** Your objective **
Every entry should be repeated exactly as written.

══════

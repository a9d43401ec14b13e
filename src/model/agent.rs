use serde::{Deserialize, Serialize};

#[derive(Debug, Clone, Copy, PartialEq, Eq, Hash, PartialOrd, Ord, Deserialize, Serialize)]
#[serde(rename_all = "SCREAMING_SNAKE_CASE")]
pub enum Sector {
    FraudAml,
    Compliance,
    GeoOsint,
}

impl Sector {
    pub fn as_str(&self) -> &'static str {
        match self {
            Self::FraudAml => "FRAUD_AML",
            Self::Compliance => "COMPLIANCE",
            Self::GeoOsint => "GEO_OSINT",
        }
    }
}

impl std::fmt::Display for Sector {
    fn fmt(&self, f: &mut std::fmt::Formatter<'_>) -> std::fmt::Result {
        write!(f, "{}", self.as_str())
    }
}

#[derive(Debug, Clone, Copy, PartialEq, Eq, Deserialize, Serialize)]
#[serde(rename_all = "lowercase")]
pub enum InflowDirection {
    Up,
    Down,
    Flat,
}

/// Full attribute set of an agent, as returned by the pull interface.
#[derive(Debug, Clone, PartialEq, Deserialize, Serialize)]
pub struct Agent {
    pub id: String,
    pub name: String,
    pub sector: Sector,
    pub price: f64,
    pub price_change_pct: f64,
    pub market_cap: f64,
    pub usage_score: f64,
    pub performance_score: f64,
    pub reliability_score: f64,
    pub risk_score: f64,
    pub inflow_velocity: f64,
    pub inflow_direction: InflowDirection,
    pub volatility: f64,
    pub total_backing: f64,
}

/// `GET /market/agents/{id}` adds the recent price history.
#[derive(Debug, Clone, PartialEq, Deserialize, Serialize)]
pub struct AgentDetail {
    #[serde(flatten)]
    pub agent: Agent,
    #[serde(default)]
    pub price_history: Vec<f64>,
}

/// Partial attribute set pushed by the stream. Absent fields mean "unchanged".
#[derive(Debug, Clone, Default, PartialEq, Deserialize, Serialize)]
pub struct AgentPatch {
    pub id: String,
    #[serde(default, skip_serializing_if = "Option::is_none")]
    pub price: Option<f64>,
    #[serde(default, skip_serializing_if = "Option::is_none")]
    pub price_change_pct: Option<f64>,
    #[serde(default, skip_serializing_if = "Option::is_none")]
    pub market_cap: Option<f64>,
    #[serde(default, skip_serializing_if = "Option::is_none")]
    pub inflow_velocity: Option<f64>,
    #[serde(default, skip_serializing_if = "Option::is_none")]
    pub inflow_direction: Option<InflowDirection>,
    #[serde(default, skip_serializing_if = "Option::is_none")]
    pub volatility: Option<f64>,
    #[serde(default, skip_serializing_if = "Option::is_none")]
    pub risk_score: Option<f64>,
}

impl AgentPatch {
    pub fn new(id: impl Into<String>) -> Self {
        Self {
            id: id.into(),
            ..Default::default()
        }
    }

    /// Overwrite the supplied fields of `agent`, leaving the rest untouched.
    pub fn apply_to(&self, agent: &mut Agent) {
        if let Some(v) = self.price {
            agent.price = v;
        }
        if let Some(v) = self.price_change_pct {
            agent.price_change_pct = v;
        }
        if let Some(v) = self.market_cap {
            agent.market_cap = v;
        }
        if let Some(v) = self.inflow_velocity {
            agent.inflow_velocity = v;
        }
        if let Some(v) = self.inflow_direction {
            agent.inflow_direction = v;
        }
        if let Some(v) = self.volatility {
            agent.volatility = v;
        }
        if let Some(v) = self.risk_score {
            agent.risk_score = v;
        }
    }

    /// Fold a newer patch into this one (newer fields win).
    pub fn merge(&mut self, newer: &AgentPatch) {
        self.price = newer.price.or(self.price);
        self.price_change_pct = newer.price_change_pct.or(self.price_change_pct);
        self.market_cap = newer.market_cap.or(self.market_cap);
        self.inflow_velocity = newer.inflow_velocity.or(self.inflow_velocity);
        self.inflow_direction = newer.inflow_direction.or(self.inflow_direction);
        self.volatility = newer.volatility.or(self.volatility);
        self.risk_score = newer.risk_score.or(self.risk_score);
    }

    pub fn is_empty(&self) -> bool {
        self.price.is_none()
            && self.price_change_pct.is_none()
            && self.market_cap.is_none()
            && self.inflow_velocity.is_none()
            && self.inflow_direction.is_none()
            && self.volatility.is_none()
            && self.risk_score.is_none()
    }
}

#[cfg(test)]
pub(crate) fn sample_agent(id: &str, price: f64) -> Agent {
    Agent {
        id: id.to_string(),
        name: format!("{}-agent", id),
        sector: Sector::Compliance,
        price,
        price_change_pct: 0.0,
        market_cap: price * 1000.0,
        usage_score: 0.8,
        performance_score: 0.7,
        reliability_score: 0.9,
        risk_score: 0.3,
        inflow_velocity: 0.0,
        inflow_direction: InflowDirection::Flat,
        volatility: 0.04,
        total_backing: 1000.0,
    }
}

══════

** Your response **
repository a9d43401ec14b13e
filename src/model/agent.rs
use serde::{Deserialize, Serialize};

#[derive(Debug, Clone, Copy, PartialEq, Eq, Hash, PartialOrd, Ord, Deserialize, Serialize)]
#[serde(rename_all = "SCREAMING_SNAKE_CASE")]
pub enum Sector {
    FraudAml,
    Compliance,
    GeoOsint,
}

impl Sector {
    pub fn as_str(&self) -> &'static str {
        match self {
            Self::FraudAml => "FRAUD_AML",
            Self::Compliance => "COMPLIANCE",
            Self::GeoOsint => "GEO_OSINT",
        }
    }
}

impl std::fmt::Display for Sector {
    fn fmt(&self, f: &mut std::fmt::Formatter<'_>) -> std::fmt::Result {
        write!(f, "{}", self.as_str())
    }
}

#[derive(Debug, Clone, Copy, PartialEq, Eq, Deserialize, Serialize)]
#[serde(rename_all = "lowercase")]
pub enum InflowDirection {
    Up,
    Down,
    Flat,
}

/// Full attribute set of an agent, as returned by the pull interface.
#[derive(Debug, Clone, PartialEq, Deserialize, Serialize)]
pub struct Agent {
    pub id: String,
    pub name: String,
    pub sector: Sector,
    pub price: f64,
    pub price_change_pct: f64,
    pub market_cap: f64,
    pub usage_score: f64,
    pub performance_score: f64,
    pub reliability_score: f64,
    pub risk_score: f64,
    pub inflow_velocity: f64,
    pub inflow_direction: InflowDirection,
    pub volatility: f64,
    pub total_backing: f64,
}

/// `GET /market/agents/{id}` adds the recent price history.
#[derive(Debug, Clone, PartialEq, Deserialize, Serialize)]
pub struct AgentDetail {
    #[serde(flatten)]
    pub agent: Agent,
    #[serde(default)]
    pub price_history: Vec<f64>,
}

/// Partial attribute set pushed by the stream. Absent fields mean "unchanged".
#[derive(Debug, Clone, Default, PartialEq, Deserialize, Serialize)]
pub struct AgentPatch {
    pub id: String,
    #[serde(default, skip_serializing_if = "Option::is_none")]
    pub price: Option<f64>,
    #[serde(default, skip_serializing_if = "Option::is_none")]
    pub price_change_pct: Option<f64>,
    #[serde(default, skip_serializing_if = "Option::is_none")]
    pub market_cap: Option<f64>,
    #[serde(default, skip_serializing_if = "Option::is_none")]
    pub inflow_velocity: Option<f64>,
    #[serde(default, skip_serializing_if = "Option::is_none")]
    pub inflow_direction: Option<InflowDirection>,
    #[serde(default, skip_serializing_if = "Option::is_none")]
    pub volatility: Option<f64>,
    #[serde(default, skip_serializing_if = "Option::is_none")]
    pub risk_score: Option<f64>,
}

impl AgentPatch {
    pub fn new(id: impl Into<String>) -> Self {
        Self {
            id: id.into(),
            ..Default::default()
        }
    }

    /// Overwrite the supplied fields of `agent`, leaving the rest untouched.
    pub fn apply_to(&self, agent: &mut Agent) {
        if let Some(v) = self.price {
            agent.price = v;
        }
        if let Some(v) = self.price_change_pct {
            agent.price_change_pct = v;
        }
        if let Some(v) = self.market_cap {
            agent.market_cap = v;
        }
        if let Some(v) = self.inflow_velocity {
            agent.inflow_velocity = v;
        }
        if let Some(v) = self.inflow_direction {
            agent.inflow_direction = v;
        }
        if let Some(v) = self.volatility {
            agent.volatility = v;
        }
        if let Some(v) = self.risk_score {
            agent.risk_score = v;
        }
    }

    /// Fold a newer patch into this one (newer fields win).
    pub fn merge(&mut self, newer: &AgentPatch) {
        self.price = newer.price.or(self.price);
        self.price_change_pct = newer.price_change_pct.or(self.price_change_pct);
        self.market_cap = newer.market_cap.or(self.market_cap);
        self.inflow_velocity = newer.inflow_velocity.or(self.inflow_velocity);
        self.inflow_direction = newer.inflow_direction.or(self.inflow_direction);
        self.volatility = newer.volatility.or(self.volatility);
        self.risk_score = newer.risk_score.or(self.risk_score);
    }

    pub fn is_empty(&self) -> bool {
        self.price.is_none()
            && self.price_change_pct.is_none()
            && self.market_cap.is_none()
            && self.inflow_velocity.is_none()
            && self.inflow_direction.is_none()
            && self.volatility.is_none()
            && self.risk_score.is_none()
    }
}

#[cfg(test)]
pub(crate) fn sample_agent(id: &str, price: f64) -> Agent {
    Agent {
        id: id.to_string(),
        name: format!("{}-agent", id),
        sector: Sector::Compliance,
        price,
        price_change_pct: 0.0,
        market_cap: price * 1000.0,
        usage_score: 0.8,
        performance_score: 0.7,
        reliability_score: 0.9,
        risk_score: 0.3,
        inflow_velocity: 0.0,
        inflow_direction: InflowDirection::Flat,
        volatility: 0.04,
        total_backing: 1000.0,
    }
}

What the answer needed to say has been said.